PROBLEM REQUIREMENTS -> The lines wanted are those in the data below that include "DocumentPredicate".

[[ STUDY MATERIAL open ]]

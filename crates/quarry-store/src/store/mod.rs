//! The store contract and its in-process implementations.
//!
//! A [`Store`] holds [`VectorDocument`]s and executes [`Query`]s against
//! them. Stores negotiate capabilities through [`Store::supports`]; asking a
//! store for a query kind it does not support fails with
//! [`Error::UnsupportedQuery`](quarry_core::Error::UnsupportedQuery).
//!
//! # Implementations
//!
//! - [`InMemoryStore`]: documents held in a `Vec`, reference semantics
//! - [`CacheStore`]: the same semantics, persisted to a JSON snapshot file

pub mod cache;
pub mod memory;

pub use cache::{CacheSnapshot, CacheStore};
pub use memory::InMemoryStore;

use quarry_core::Result;
use serde_json::Value;
use std::collections::HashMap;
use std::fmt;
use std::sync::Arc;

use crate::document::VectorDocument;
use crate::query::{Query, QueryKind};

/// Lazy sequence of query results.
///
/// Stopping early is cheap: nothing beyond what was pulled is produced.
pub type DocumentIter<'a> = Box<dyn Iterator<Item = VectorDocument> + 'a>;

/// In-process predicate over candidate documents.
pub type DocumentPredicate = Arc<dyn Fn(&VectorDocument) -> bool + Send + Sync>;

// ============================================================================
// Options
// ============================================================================

/// Options for [`Store::query`] and [`Retriever::retrieve`](crate::Retriever::retrieve).
///
/// Unknown vendor-specific options go into `extra`; in-process stores
/// ignore them.
#[derive(Clone, Default)]
pub struct QueryOptions {
    /// Cap on the number of returned documents.
    pub max_items: Option<usize>,

    /// Predicate a document must satisfy to be returned.
    pub filter: Option<DocumentPredicate>,

    /// Weight of the vector score when the retriever builds a hybrid query.
    pub semantic_ratio: Option<f32>,

    /// Backend-specific options, passed through untouched.
    pub extra: HashMap<String, Value>,
}

impl QueryOptions {
    /// Empty options.
    pub fn new() -> Self {
        Self::default()
    }

    /// Cap the number of results.
    pub fn with_max_items(mut self, max_items: usize) -> Self {
        self.max_items = Some(max_items);
        self
    }

    /// Only return documents satisfying `filter`.
    pub fn with_filter<F>(mut self, filter: F) -> Self
    where
        F: Fn(&VectorDocument) -> bool + Send + Sync + 'static,
    {
        self.filter = Some(Arc::new(filter));
        self
    }

    /// Set the hybrid semantic ratio.
    pub fn with_semantic_ratio(mut self, semantic_ratio: f32) -> Self {
        self.semantic_ratio = Some(semantic_ratio);
        self
    }

    /// Add a backend-specific option.
    pub fn with_option(mut self, key: impl Into<String>, value: impl Into<Value>) -> Self {
        self.extra.insert(key.into(), value.into());
        self
    }

    /// Whether `document` passes the predicate (true without one).
    pub fn accepts(&self, document: &VectorDocument) -> bool {
        self.filter.as_ref().is_none_or(|filter| filter(document))
    }
}

impl fmt::Debug for QueryOptions {
    fn fmt(&self, f: &mut fmt::Formatter<'_>) -> fmt::Result {
        f.debug_struct("QueryOptions")
            .field("max_items", &self.max_items)
            .field("filter", &self.filter.as_ref().map(|_| "<predicate>"))
            .field("semantic_ratio", &self.semantic_ratio)
            .field("extra", &self.extra)
            .finish()
    }
}

/// Options for [`Store::remove`].
///
/// In-process stores accept and ignore backend-specific entries.
#[derive(Debug, Clone, Default)]
pub struct RemoveOptions {
    /// Backend-specific options, passed through untouched.
    pub extra: HashMap<String, Value>,
}

// ============================================================================
// Traits
// ============================================================================

/// A capability-negotiating collection of [`VectorDocument`]s.
///
/// Mutation takes `&mut self`; queries borrow the store for as long as the
/// returned iterator lives, so a store cannot change under an in-flight
/// query.
pub trait Store: Send + Sync {
    /// Store name for diagnostics and error messages.
    fn name(&self) -> &str;

    /// Add documents. Ids are not deduplicated.
    fn add(&mut self, documents: Vec<VectorDocument>) -> Result<()>;

    /// Remove every document whose id is in `ids`. Unknown ids are ignored.
    fn remove(&mut self, ids: &[&str], options: &RemoveOptions) -> Result<()>;

    /// Whether this store can execute queries of `kind`.
    fn supports(&self, kind: QueryKind) -> bool;

    /// Execute `query`.
    ///
    /// # Errors
    ///
    /// Returns [`Error::UnsupportedQuery`](quarry_core::Error::UnsupportedQuery)
    /// when [`Store::supports`] is false for the query's kind.
    fn query<'a>(&'a self, query: &Query, options: &QueryOptions) -> Result<DocumentIter<'a>>;
}

/// A store whose backing resources have a lifecycle.
pub trait ManagedStore: Store {
    /// Create the backing resources if they do not exist yet.
    fn setup(&mut self) -> Result<()>;

    /// Remove all documents and release the backing resources.
    fn drop(&mut self) -> Result<()>;
}
//! Embedding vectors.
//!
//! A [`Vector`] is either a dense, fixed-length `f32` array or the
//! [`Vector::Null`] sentinel, which stands for "no embedding available"
//! (for example when a backend did not return one). The null vector is not
//! an empty array: it never takes part in distance computation.

use quarry_core::{Error, Result};
use serde::{Deserialize, Serialize};

/// An immutable embedding vector or the null-vector sentinel.
///
/// Serializes as a JSON array of numbers, or `null` for the null vector.
#[derive(Debug, Clone, PartialEq, Serialize, Deserialize)]
#[serde(from = "Option<Vec<f32>>", into = "Option<Vec<f32>>")]
pub enum Vector {
    /// A real embedding with at least one component.
    Dense(Vec<f32>),

    /// No embedding available.
    Null,
}

impl Vector {
    /// Create a dense vector.
    ///
    /// # Errors
    ///
    /// Returns [`Error::InvalidArgument`] when `data` is empty.
    pub fn new(data: impl Into<Vec<f32>>) -> Result<Self> {
        let data = data.into();
        if data.is_empty() {
            return Err(Error::invalid_argument(
                "a vector must have at least one dimension",
            ));
        }
        Ok(Self::Dense(data))
    }

    /// The null-vector sentinel.
    pub fn null() -> Self {
        Self::Null
    }

    /// Whether this is the null vector.
    pub fn is_null(&self) -> bool {
        matches!(self, Self::Null)
    }

    /// The vector components, or `None` for the null vector.
    pub fn data(&self) -> Option<&[f32]> {
        match self {
            Self::Dense(data) => Some(data),
            Self::Null => None,
        }
    }

    /// Number of dimensions, or `None` for the null vector.
    pub fn dimensions(&self) -> Option<usize> {
        self.data().map(<[f32]>::len)
    }
}

impl From<Option<Vec<f32>>> for Vector {
    fn from(value: Option<Vec<f32>>) -> Self {
        match value {
            Some(data) if !data.is_empty() => Self::Dense(data),
            _ => Self::Null,
        }
    }
}

impl From<Vector> for Option<Vec<f32>> {
    fn from(value: Vector) -> Self {
        match value {
            Vector::Dense(data) => Some(data),
            Vector::Null => None,
        }
    }
}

[[ STUDY MATERIAL closed ]]

OUTPUT FOR THIS EXERCISE ->
pub type DocumentPredicate = Arc<dyn Fn(&VectorDocument) -> bool + Send + Sync>;
    pub filter: Option<DocumentPredicate>,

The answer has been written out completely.